* What is expected: Within the material, how many of the lines include the word "units"? State only that number.

■ ■ ■

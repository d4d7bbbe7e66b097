use actix_web::{web, HttpResponse};
use serde::{Deserialize, Serialize};
use utoipa::ToSchema;
use uuid::Uuid;

use crate::application::order_service::OrderService;
use crate::application::page_bounds;
use crate::domain::money::format_money;
use crate::domain::order::{OrderLineView, OrderStatus, OrderView};
use crate::domain::user::Identity;
use crate::errors::AppError;
use crate::handlers::Pagination;
use crate::infrastructure::Store;

// ── Request / response DTOs ──────────────────────────────────────────────────

#[derive(Debug, Serialize, ToSchema)]
pub struct OrderLineResponse {
    pub id: Uuid,
    pub product_id: Uuid,
    pub quantity: i32,
    /// Price per unit at the time of purchase, e.g. "9.99"
    pub unit_price: String,
    pub total_price: String,
}

#[derive(Debug, Serialize, ToSchema)]
pub struct OrderResponse {
    pub id: Uuid,
    pub user_id: Uuid,
    pub status: OrderStatus,
    pub total_amount: String,
    pub created_at: String,
    pub updated_at: String,
    pub items: Vec<OrderLineResponse>,
}

impl From<OrderLineView> for OrderLineResponse {
    fn from(line: OrderLineView) -> Self {
        Self {
            id: line.id,
            product_id: line.product_id,
            quantity: line.quantity,
            unit_price: format_money(&line.unit_price),
            total_price: format_money(&line.total_price),
        }
    }
}

impl From<OrderView> for OrderResponse {
    fn from(order: OrderView) -> Self {
        Self {
            id: order.id,
            user_id: order.user_id,
            status: order.status,
            total_amount: format_money(&order.total_amount),
            created_at: order.created_at.to_rfc3339(),
            updated_at: order.updated_at.to_rfc3339(),
            items: order.lines.into_iter().map(Into::into).collect(),
        }
    }
}

#[derive(Debug, Serialize, ToSchema)]
pub struct ListOrdersResponse {
    pub items: Vec<OrderResponse>,
    pub total: i64,
    pub page: i64,
    pub limit: i64,
}

#[derive(Debug, Deserialize, ToSchema)]
pub struct UpdateStatusRequest {
    /// One of pending, paid, shipped, delivered, canceled
    pub status: String,
}

// ── Handlers ─────────────────────────────────────────────────────────────────

/// POST /orders
///
/// Places an order from the caller's cart. Stock is debited, prices are
/// captured on the order lines and the cart is emptied, all in one database
/// transaction.
#[utoipa::path(
    post,
    path = "/orders",
    params(
        ("X-User-Id" = Uuid, Header, description = "Caller's user id"),
    ),
    responses(
        (status = 201, description = "Order placed", body = OrderResponse),
        (status = 400, description = "Empty cart, unavailable product or not enough stock"),
        (status = 401, description = "Missing identity"),
        (status = 409, description = "Transaction conflict, retry"),
        (status = 500, description = "Internal server error"),
    ),
    tag = "orders"
)]
pub async fn place_order(
    service: web::Data<OrderService<Store>>,
    identity: Identity,
) -> Result<HttpResponse, AppError> {
    let order = web::block(move || service.place_order(&identity))
        .await
        .map_err(|e| AppError::Internal(e.to_string()))??;

    Ok(HttpResponse::Created().json(OrderResponse::from(order)))
}

/// GET /orders/{id}
///
/// Returns one of the caller's orders together with its lines.
#[utoipa::path(
    get,
    path = "/orders/{id}",
    params(
        ("id" = Uuid, Path, description = "Order UUID"),
        ("X-User-Id" = Uuid, Header, description = "Caller's user id"),
    ),
    responses(
        (status = 200, description = "Order found", body = OrderResponse),
        (status = 403, description = "Order belongs to another user"),
        (status = 404, description = "Order not found"),
        (status = 500, description = "Internal server error"),
    ),
    tag = "orders"
)]
pub async fn get_order(
    service: web::Data<OrderService<Store>>,
    identity: Identity,
    path: web::Path<Uuid>,
) -> Result<HttpResponse, AppError> {
    let order_id = path.into_inner();

    let order = web::block(move || service.get_order(&identity, order_id))
        .await
        .map_err(|e| AppError::Internal(e.to_string()))??;

    Ok(HttpResponse::Ok().json(OrderResponse::from(order)))
}

/// GET /orders
///
/// The caller's orders, newest first.
#[utoipa::path(
    get,
    path = "/orders",
    params(
        Pagination,
        ("X-User-Id" = Uuid, Header, description = "Caller's user id"),
    ),
    responses(
        (status = 200, description = "Paginated list of orders", body = ListOrdersResponse),
        (status = 500, description = "Internal server error"),
    ),
    tag = "orders"
)]
pub async fn list_orders(
    service: web::Data<OrderService<Store>>,
    identity: Identity,
    query: web::Query<Pagination>,
) -> Result<HttpResponse, AppError> {
    let params = query.into_inner();
    let (page, limit) = page_bounds(params.page, params.limit);

    let result = web::block(move || service.list_orders(&identity, page, limit))
        .await
        .map_err(|e| AppError::Internal(e.to_string()))??;

    Ok(HttpResponse::Ok().json(ListOrdersResponse {
        items: result.items.into_iter().map(Into::into).collect(),
        total: result.total,
        page,
        limit,
    }))
}

/// PATCH /orders/{id}/status
#[utoipa::path(
    patch,
    path = "/orders/{id}/status",
    params(
        ("id" = Uuid, Path, description = "Order UUID"),
        ("X-User-Id" = Uuid, Header, description = "Caller's user id"),
        ("X-User-Role" = String, Header, description = "Must be admin"),
    ),
    request_body = UpdateStatusRequest,
    responses(
        (status = 200, description = "Status updated", body = OrderResponse),
        (status = 400, description = "Unknown status"),
        (status = 403, description = "Caller is not an admin"),
        (status = 404, description = "Order not found"),
    ),
    tag = "orders"
)]
pub async fn update_status(
    service: web::Data<OrderService<Store>>,
    identity: Identity,
    path: web::Path<Uuid>,
    body: web::Json<UpdateStatusRequest>,
) -> Result<HttpResponse, AppError> {
    let order_id = path.into_inner();
    let status = body.into_inner().status;

    let order = web::block(move || service.update_status(&identity, order_id, &status))
        .await
        .map_err(|e| AppError::Internal(e.to_string()))??;

    Ok(HttpResponse::Ok().json(OrderResponse::from(order)))
}
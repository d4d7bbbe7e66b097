use std::fmt;
use std::str::FromStr;

use chrono::{DateTime, Utc};
use serde::{Deserialize, Serialize};
use utoipa::ToSchema;
use uuid::Uuid;

use super::errors::DomainError;

#[derive(Debug, Clone, Copy, PartialEq, Eq, Default, Serialize, Deserialize, ToSchema)]
#[serde(rename_all = "lowercase")]
pub enum Role {
    #[default]
    Buyer,
    Seller,
    Admin,
}

impl Role {
    pub fn as_str(&self) -> &'static str {
        match self {
            Role::Buyer => "buyer",
            Role::Seller => "seller",
            Role::Admin => "admin",
        }
    }
}

impl fmt::Display for Role {
    fn fmt(&self, f: &mut fmt::Formatter<'_>) -> fmt::Result {
        f.write_str(self.as_str())
    }
}

impl FromStr for Role {
    type Err = DomainError;

    fn from_str(s: &str) -> Result<Self, Self::Err> {
        match s.to_ascii_lowercase().as_str() {
            "buyer" => Ok(Role::Buyer),
            "seller" => Ok(Role::Seller),
            "admin" => Ok(Role::Admin),
            other => Err(DomainError::InvalidInput(format!("unknown role '{other}'"))),
        }
    }
}

/// The authenticated caller of a request.
#[derive(Debug, Clone, Copy, PartialEq, Eq)]
pub struct Identity {
    pub user_id: Uuid,
    pub role: Role,
}

impl Identity {
    pub fn new(user_id: Uuid, role: Role) -> Self {
        Self { user_id, role }
    }

    pub fn is_admin(&self) -> bool {
        self.role == Role::Admin
    }

    /// True when the caller is `owner_id` or an admin.
    pub fn can_manage(&self, owner_id: Uuid) -> bool {
        self.user_id == owner_id || self.is_admin()
    }
}

#[derive(Debug, Clone, PartialEq)]
pub struct User {
    pub id: Uuid,
    pub email: String,
    pub role: Role,
    pub is_active: bool,
    pub created_at: DateTime<Utc>,
}

#[derive(Debug, Clone)]
pub struct NewUser {
    pub email: String,
    pub role: Role,
}

impl NewUser {
    pub fn validated(mut self) -> Result<Self, DomainError> {
        self.email = self.email.trim().to_ascii_lowercase();
        let valid = match self.email.split_once('@') {
            Some((local, domain)) => !local.is_empty() && !domain.is_empty(),
            None => false,
        };
        if !valid {
            return Err(DomainError::InvalidInput(format!(
                "'{}' is not a valid email address",
                self.email
            )));
        }
        Ok(self)
    }
}

#[cfg(test)]
mod tests {
    use super::*;

    #[test]
    fn role_parses_case_insensitively() {
        assert_eq!("Seller".parse::<Role>().unwrap(), Role::Seller);
        assert_eq!("admin".parse::<Role>().unwrap(), Role::Admin);
        assert!("root".parse::<Role>().is_err());
    }

    #[test]
    fn admin_can_manage_anything() {
        let admin = Identity::new(Uuid::new_v4(), Role::Admin);
        assert!(admin.can_manage(Uuid::new_v4()));

        let buyer = Identity::new(Uuid::new_v4(), Role::Buyer);
        assert!(buyer.can_manage(buyer.user_id));
        assert!(!buyer.can_manage(Uuid::new_v4()));
    }

    #[test]
    fn email_is_normalized() {
        let user = NewUser {
            email: "  Ada@Example.COM ".to_string(),
            role: Role::Buyer,
        }
        .validated()
        .expect("valid email");
        assert_eq!(user.email, "ada@example.com");
    }

    #[test]
    fn email_without_at_is_rejected() {
        let result = NewUser {
            email: "nobody".to_string(),
            role: Role::Buyer,
        }
        .validated();
        assert!(matches!(result, Err(DomainError::InvalidInput(_))));
    }
}
use bigdecimal::num_bigint::{BigInt, Sign};
use bigdecimal::{BigDecimal, RoundingMode, Zero};

/// Number of fraction digits every monetary amount is stored and rendered with.
pub const MONEY_SCALE: i64 = 2;

/// Largest amount a `NUMERIC(10, 2)` column holds, in cents.
const MAX_AMOUNT_CENTS: i64 = 9_999_999_999;

/// `99999999.99`
pub fn max_amount() -> BigDecimal {
    BigDecimal::new(BigInt::from(MAX_AMOUNT_CENTS), MONEY_SCALE)
}

pub fn exceeds_max(value: &BigDecimal) -> bool {
    value > &max_amount()
}

/// Round to cents, half away from zero.
pub fn to_cents(value: &BigDecimal) -> BigDecimal {
    value.with_scale_round(MONEY_SCALE, RoundingMode::HalfUp)
}

/// `unit_price × quantity`, exact before the final rounding to cents.
pub fn line_total(unit_price: &BigDecimal, quantity: i32) -> BigDecimal {
    to_cents(&(unit_price * BigDecimal::from(quantity)))
}

/// Render an amount with exactly two fraction digits, e.g. `"25.00"`.
pub fn format_money(value: &BigDecimal) -> String {
    let (cents, _) = to_cents(value)
        .with_scale(MONEY_SCALE)
        .into_bigint_and_exponent();
    let digits = format!("{:0>3}", cents.magnitude().to_string());
    let (units, fraction) = digits.split_at(digits.len() - 2);
    let sign = if cents.sign() == Sign::Minus { "-" } else { "" };
    format!("{sign}{units}.{fraction}")
}

pub fn is_positive(value: &BigDecimal) -> bool {
    value > &BigDecimal::zero()
}

#[cfg(test)]
mod tests {
    use std::str::FromStr;

    use super::*;

    fn dec(s: &str) -> BigDecimal {
        BigDecimal::from_str(s).expect("valid decimal")
    }

    #[test]
    fn line_total_multiplies_exactly() {
        assert_eq!(line_total(&dec("10.00"), 2), dec("20.00"));
        assert_eq!(line_total(&dec("0.10"), 3), dec("0.30"));
    }

    #[test]
    fn format_pads_to_two_digits() {
        assert_eq!(format_money(&dec("25")), "25.00");
        assert_eq!(format_money(&dec("5.5")), "5.50");
        assert_eq!(format_money(&dec("0")), "0.00");
        assert_eq!(format_money(&dec("0.004")), "0.00");
        assert_eq!(format_money(&dec("0.07")), "0.07");
        assert_eq!(format_money(&dec("-3.1")), "-3.10");
    }

    #[test]
    fn max_amount_is_the_column_limit() {
        assert_eq!(max_amount(), dec("99999999.99"));
        assert!(!exceeds_max(&dec("99999999.99")));
        assert!(exceeds_max(&dec("100000000.00")));
    }

    #[test]
    fn rounding_is_half_up() {
        assert_eq!(to_cents(&dec("1.005")), dec("1.01"));
        assert_eq!(to_cents(&dec("1.004")), dec("1.00"));
    }

    #[test]
    fn positivity() {
        assert!(is_positive(&dec("0.01")));
        assert!(!is_positive(&dec("0")));
        assert!(!is_positive(&dec("-1.00")));
    }
}
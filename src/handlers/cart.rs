use actix_web::{web, HttpResponse};
use serde::{Deserialize, Serialize};
use utoipa::ToSchema;
use uuid::Uuid;

use crate::application::cart_service::CartService;
use crate::domain::cart::{CartItemView, CartLine, CartView};
use crate::domain::money::{format_money, line_total};
use crate::domain::user::Identity;
use crate::errors::AppError;
use crate::infrastructure::Store;

#[derive(Debug, Deserialize, ToSchema)]
pub struct AddToCartRequest {
    pub product_id: Uuid,
    pub quantity: i32,
}

#[derive(Debug, Deserialize, ToSchema)]
pub struct UpdateCartItemRequest {
    pub quantity: i32,
}

#[derive(Debug, Serialize, ToSchema)]
pub struct CartLineResponse {
    pub id: Uuid,
    pub product_id: Uuid,
    pub quantity: i32,
    pub created_at: String,
    pub updated_at: String,
}

impl From<CartLine> for CartLineResponse {
    fn from(line: CartLine) -> Self {
        Self {
            id: line.id,
            product_id: line.product_id,
            quantity: line.quantity,
            created_at: line.created_at.to_rfc3339(),
            updated_at: line.updated_at.to_rfc3339(),
        }
    }
}

#[derive(Debug, Serialize, ToSchema)]
pub struct CartItemResponse {
    pub product_id: Uuid,
    pub name: String,
    pub quantity: i32,
    /// Current product price, not a snapshot
    pub unit_price: String,
    pub line_total: String,
    pub stock: i32,
    pub is_active: bool,
}

impl From<CartItemView> for CartItemResponse {
    fn from(item: CartItemView) -> Self {
        Self {
            product_id: item.product.id,
            line_total: format_money(&line_total(&item.product.price, item.line.quantity)),
            unit_price: format_money(&item.product.price),
            name: item.product.name,
            quantity: item.line.quantity,
            stock: item.product.stock,
            is_active: item.product.is_active,
        }
    }
}

#[derive(Debug, Serialize, ToSchema)]
pub struct CartResponse {
    pub user_id: Uuid,
    pub items: Vec<CartItemResponse>,
    pub total_quantity: i64,
    pub total_price: String,
}

impl From<CartView> for CartResponse {
    fn from(cart: CartView) -> Self {
        Self {
            user_id: cart.user_id,
            total_quantity: cart.total_quantity,
            total_price: format_money(&cart.total_price),
            items: cart.items.into_iter().map(Into::into).collect(),
        }
    }
}

/// GET /cart
#[utoipa::path(
    get,
    path = "/cart",
    params(("X-User-Id" = Uuid, Header, description = "Caller's user id")),
    responses(
        (status = 200, description = "The caller's cart", body = CartResponse),
        (status = 401, description = "Missing identity"),
    ),
    tag = "cart"
)]
pub async fn get_cart(
    service: web::Data<CartService<Store>>,
    identity: Identity,
) -> Result<HttpResponse, AppError> {
    let cart = web::block(move || service.get_cart(identity.user_id))
        .await
        .map_err(|e| AppError::Internal(e.to_string()))??;

    Ok(HttpResponse::Ok().json(CartResponse::from(cart)))
}

/// POST /cart
///
/// Adds units of a product, merging with an existing line.
#[utoipa::path(
    post,
    path = "/cart",
    params(("X-User-Id" = Uuid, Header, description = "Caller's user id")),
    request_body = AddToCartRequest,
    responses(
        (status = 201, description = "Line added or merged", body = CartLineResponse),
        (status = 400, description = "Invalid quantity or not enough stock"),
        (status = 404, description = "Product not found"),
    ),
    tag = "cart"
)]
pub async fn add_item(
    service: web::Data<CartService<Store>>,
    identity: Identity,
    body: web::Json<AddToCartRequest>,
) -> Result<HttpResponse, AppError> {
    let body = body.into_inner();

    let line = web::block(move || service.add_item(identity.user_id, body.product_id, body.quantity))
        .await
        .map_err(|e| AppError::Internal(e.to_string()))??;

    Ok(HttpResponse::Created().json(CartLineResponse::from(line)))
}

/// PATCH /cart/{product_id}
#[utoipa::path(
    patch,
    path = "/cart/{product_id}",
    params(
        ("product_id" = Uuid, Path, description = "Product UUID"),
        ("X-User-Id" = Uuid, Header, description = "Caller's user id"),
    ),
    request_body = UpdateCartItemRequest,
    responses(
        (status = 200, description = "Quantity replaced", body = CartLineResponse),
        (status = 400, description = "Invalid quantity or not enough stock"),
        (status = 404, description = "Product not in the cart"),
    ),
    tag = "cart"
)]
pub async fn update_item(
    service: web::Data<CartService<Store>>,
    identity: Identity,
    path: web::Path<Uuid>,
    body: web::Json<UpdateCartItemRequest>,
) -> Result<HttpResponse, AppError> {
    let product_id = path.into_inner();
    let quantity = body.into_inner().quantity;

    let line = web::block(move || service.update_quantity(identity.user_id, product_id, quantity))
        .await
        .map_err(|e| AppError::Internal(e.to_string()))??;

    Ok(HttpResponse::Ok().json(CartLineResponse::from(line)))
}

/// DELETE /cart/{product_id}
#[utoipa::path(
    delete,
    path = "/cart/{product_id}",
    params(
        ("product_id" = Uuid, Path, description = "Product UUID"),
        ("X-User-Id" = Uuid, Header, description = "Caller's user id"),
    ),
    responses(
        (status = 204, description = "Line removed"),
        (status = 404, description = "Product not in the cart"),
    ),
    tag = "cart"
)]
pub async fn remove_item(
    service: web::Data<CartService<Store>>,
    identity: Identity,
    path: web::Path<Uuid>,
) -> Result<HttpResponse, AppError> {
    let product_id = path.into_inner();

    web::block(move || service.remove_item(identity.user_id, product_id))
        .await
        .map_err(|e| AppError::Internal(e.to_string()))??;

    Ok(HttpResponse::NoContent().finish())
}

/// DELETE /cart
#[utoipa::path(
    delete,
    path = "/cart",
    params(("X-User-Id" = Uuid, Header, description = "Caller's user id")),
    responses((status = 204, description = "Cart emptied")),
    tag = "cart"
)]
pub async fn clear_cart(
    service: web::Data<CartService<Store>>,
    identity: Identity,
) -> Result<HttpResponse, AppError> {
    web::block(move || service.clear_cart(identity.user_id))
        .await
        .map_err(|e| AppError::Internal(e.to_string()))??;

    Ok(HttpResponse::NoContent().finish())
}
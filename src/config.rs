//! Service configuration read from the environment (and `.env`, if present).

use std::env;

use thiserror::Error;

pub const DEFAULT_HOST: &str = "0.0.0.0";
pub const DEFAULT_PORT: u16 = 8080;
pub const DEFAULT_POOL_SIZE: u32 = 10;

#[derive(Debug, Error, PartialEq)]
pub enum ConfigError {
    #[error("{0} must be set")]
    Missing(&'static str),
    #[error("{name} has an invalid value '{value}'")]
    Invalid { name: &'static str, value: String },
}

/// Reads:
/// - `DATABASE_URL` (required)
/// - `HOST` (default `0.0.0.0`)
/// - `PORT` (default `8080`)
/// - `DATABASE_POOL_SIZE` (default `10`, must be at least 1)
#[derive(Debug, Clone, PartialEq)]
pub struct Config {
    pub database_url: String,
    pub host: String,
    pub port: u16,
    pub pool_size: u32,
}

impl Config {
    /// Reads the process environment. `main` loads `.env` beforehand.
    pub fn from_env() -> Result<Self, ConfigError> {
        Self::from_lookup(|name| env::var(name).ok())
    }

    /// Builds the config from an arbitrary variable source.
    pub fn from_lookup<F>(lookup: F) -> Result<Self, ConfigError>
    where
        F: Fn(&'static str) -> Option<String>,
    {
        let database_url = lookup("DATABASE_URL")
            .filter(|url| !url.trim().is_empty())
            .ok_or(ConfigError::Missing("DATABASE_URL"))?;
        let host = lookup("HOST").unwrap_or_else(|| DEFAULT_HOST.to_string());
        let port = parse_or("PORT", lookup("PORT"), DEFAULT_PORT)?;
        let pool_size = parse_or("DATABASE_POOL_SIZE", lookup("DATABASE_POOL_SIZE"), DEFAULT_POOL_SIZE)?;
        if pool_size == 0 {
            return Err(ConfigError::Invalid {
                name: "DATABASE_POOL_SIZE",
                value: "0".to_string(),
            });
        }

        Ok(Self {
            database_url,
            host,
            port,
            pool_size,
        })
    }
}

fn parse_or<T: std::str::FromStr>(
    name: &'static str,
    raw: Option<String>,
    default: T,
) -> Result<T, ConfigError> {
    match raw {
        None => Ok(default),
        Some(value) => value
            .trim()
            .parse()
            .map_err(|_| ConfigError::Invalid { name, value }),
    }
}
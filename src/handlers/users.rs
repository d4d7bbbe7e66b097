use actix_web::{web, HttpResponse};
use serde::{Deserialize, Serialize};
use utoipa::ToSchema;
use uuid::Uuid;

use crate::application::user_service::UserService;
use crate::domain::user::{Identity, NewUser, Role, User};
use crate::errors::AppError;
use crate::infrastructure::Store;

#[derive(Debug, Deserialize, ToSchema)]
pub struct CreateUserRequest {
    pub email: String,
    /// Defaults to buyer
    pub role: Option<Role>,
}

#[derive(Debug, Serialize, ToSchema)]
pub struct UserResponse {
    pub id: Uuid,
    pub email: String,
    pub role: Role,
    pub is_active: bool,
    pub created_at: String,
}

impl From<User> for UserResponse {
    fn from(user: User) -> Self {
        Self {
            id: user.id,
            email: user.email,
            role: user.role,
            is_active: user.is_active,
            created_at: user.created_at.to_rfc3339(),
        }
    }
}

/// POST /users
///
/// Registration needs no identity headers.
#[utoipa::path(
    post,
    path = "/users",
    request_body = CreateUserRequest,
    responses(
        (status = 201, description = "User registered", body = UserResponse),
        (status = 400, description = "Invalid email"),
        (status = 409, description = "Email already registered"),
    ),
    tag = "users"
)]
pub async fn register(
    service: web::Data<UserService<Store>>,
    body: web::Json<CreateUserRequest>,
) -> Result<HttpResponse, AppError> {
    let body = body.into_inner();
    let new_user = NewUser {
        email: body.email,
        role: body.role.unwrap_or_default(),
    };

    let user = web::block(move || service.register(new_user))
        .await
        .map_err(|e| AppError::Internal(e.to_string()))??;

    Ok(HttpResponse::Created().json(UserResponse::from(user)))
}

/// GET /users/{id}
#[utoipa::path(
    get,
    path = "/users/{id}",
    params(
        ("id" = Uuid, Path, description = "User UUID"),
        ("X-User-Id" = Uuid, Header, description = "Caller's user id"),
    ),
    responses(
        (status = 200, description = "User found", body = UserResponse),
        (status = 404, description = "User not found"),
    ),
    tag = "users"
)]
pub async fn get_user(
    service: web::Data<UserService<Store>>,
    _identity: Identity,
    path: web::Path<Uuid>,
) -> Result<HttpResponse, AppError> {
    let user_id = path.into_inner();

    let user = web::block(move || service.get(user_id))
        .await
        .map_err(|e| AppError::Internal(e.to_string()))??;

    Ok(HttpResponse::Ok().json(UserResponse::from(user)))
}

/// DELETE /users/{id}
///
/// Removes the account with its cart and orders. Self or admin only.
#[utoipa::path(
    delete,
    path = "/users/{id}",
    params(
        ("id" = Uuid, Path, description = "User UUID"),
        ("X-User-Id" = Uuid, Header, description = "Caller's user id"),
    ),
    responses(
        (status = 204, description = "User deleted"),
        (status = 403, description = "Not allowed to delete this user"),
        (status = 404, description = "User not found"),
        (status = 409, description = "User still sells products"),
    ),
    tag = "users"
)]
pub async fn delete_user(
    service: web::Data<UserService<Store>>,
    identity: Identity,
    path: web::Path<Uuid>,
) -> Result<HttpResponse, AppError> {
    let user_id = path.into_inner();

    web::block(move || service.delete(&identity, user_id))
        .await
        .map_err(|e| AppError::Internal(e.to_string()))??;

    Ok(HttpResponse::NoContent().finish())
}
mod formatters;

pub use formatters::*;
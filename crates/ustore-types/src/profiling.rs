use serde::{Deserialize, Serialize};

/// Timing aggregated over every span recorded for one function.
#[derive(Debug, Clone, PartialEq, Eq, Serialize, Deserialize)]
pub struct FunctionStats {
    pub name: String,
    pub calls: u32,
    pub total_us: u64,
    pub avg_us: u64,
    pub p90_us: u64,
    pub max_us: u64,
}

■ ■ ■

* Answer area: 3